▶ [WORK TO COMPLETE] Lines where the string "bool" appears are to be copied from the entries below.

START SUPPLIED RECORDS

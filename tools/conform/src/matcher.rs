//! Whitespace- and case-insensitive containment for hand-formatted SQL and Markdown.
//!
//! This is purely structural: a fragment inside a SQL comment matches the same as a real
//! statement.

/// Collapse every whitespace run to a single space and uppercase the result.
pub fn normalize(text: &str) -> String {
    text.split_whitespace().collect::<Vec<_>>().join(" ").to_uppercase()
}

/// Whether the normalized pattern occurs in the normalized haystack.
///
/// An empty pattern is contained in everything; callers reject it before matching.
pub fn contains(haystack: &str, pattern: &str) -> bool {
    normalize(haystack).contains(&normalize(pattern))
}

pub fn contains_ignore_case(haystack: &str, pattern: &str) -> bool {
    haystack.to_lowercase().contains(&pattern.to_lowercase())
}

#[cfg(test)]
mod tests {
    use super::*;

    #[test]
    fn collapses_whitespace_and_uppercases() {
        assert_eq!(normalize("  create\ttable\n\n  users ( "), "CREATE TABLE USERS (");
    }

    #[test]
    fn empty_input_normalizes_to_empty() {
        assert_eq!(normalize(""), "");
        assert_eq!(normalize(" \n\t "), "");
    }

    #[test]
    fn normalize_is_idempotent() {
        for s in [
            "",
            "DROP TABLE users;",
            "  id   SERIAL\n PRIMARY KEY,\r\n",
            "título varchar(200)",
            "ß straße",
        ] {
            let once = normalize(s);
            assert_eq!(normalize(&once), once, "input: {s:?}");
        }
    }

    #[test]
    fn contains_ignores_case_and_layout() {
        assert!(contains(
            "Title   VARCHAR(200)\nNOT NULL",
            "title varchar(200) not null"
        ));
    }

    #[test]
    fn contains_rejects_split_tokens() {
        assert!(!contains("VARCHAR (200)", "VARCHAR(200)"));
    }

    #[test]
    fn contains_matches_inside_comments() {
        assert!(contains("-- DROP TABLE users\nTRUNCATE users;", "drop table"));
    }

    #[test]
    fn ignore_case_keeps_whitespace() {
        assert!(contains_ignore_case("Run the Migration", "migration"));
        assert!(!contains_ignore_case("run the\nmigration", "the migration"));
    }
}
use serde::Serialize;

use crate::rule::RuleResult;

/// Ordered outcomes of one run. Built once and never mutated afterwards.
#[derive(Debug, Clone, Default, PartialEq, Eq)]
pub struct RunReport {
    results: Vec<RuleResult>,
}

impl RunReport {
    pub fn results(&self) -> &[RuleResult] {
        &self.results
    }

    pub fn len(&self) -> usize {
        self.results.len()
    }

    pub fn is_empty(&self) -> bool {
        self.results.is_empty()
    }

    pub fn all_passed(&self) -> bool {
        self.results.iter().all(|r| r.passed)
    }

    pub fn failures(&self) -> impl Iterator<Item = &RuleResult> {
        self.results.iter().filter(|r| !r.passed)
    }

    pub fn failed_count(&self) -> usize {
        self.failures().count()
    }

    pub fn summary(&self) -> ReportSummary<'_> {
        ReportSummary {
            all_passed: self.all_passed(),
            total: self.len(),
            failed: self.failed_count(),
            results: &self.results,
        }
    }
}

impl FromIterator<RuleResult> for RunReport {
    fn from_iter<I: IntoIterator<Item = RuleResult>>(iter: I) -> Self {
        Self {
            results: iter.into_iter().collect(),
        }
    }
}

/// Serializable view of a report with its derived totals.
#[derive(Debug, Serialize)]
pub struct ReportSummary<'a> {
    pub all_passed: bool,
    pub total: usize,
    pub failed: usize,
    pub results: &'a [RuleResult],
}

/// Concatenate reports in the order given.
pub fn aggregate<I>(reports: I) -> RunReport
where
    I: IntoIterator<Item = RunReport>,
{
    reports.into_iter().flat_map(|r| r.results).collect()
}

END SUPPLIED RECORDS

▶ [THE ANSWER]
pub fn contains(haystack: &str, pattern: &str) -> bool {
pub fn contains_ignore_case(haystack: &str, pattern: &str) -> bool {
    pub fn is_empty(&self) -> bool {
    pub fn all_passed(&self) -> bool {
    pub all_passed: bool,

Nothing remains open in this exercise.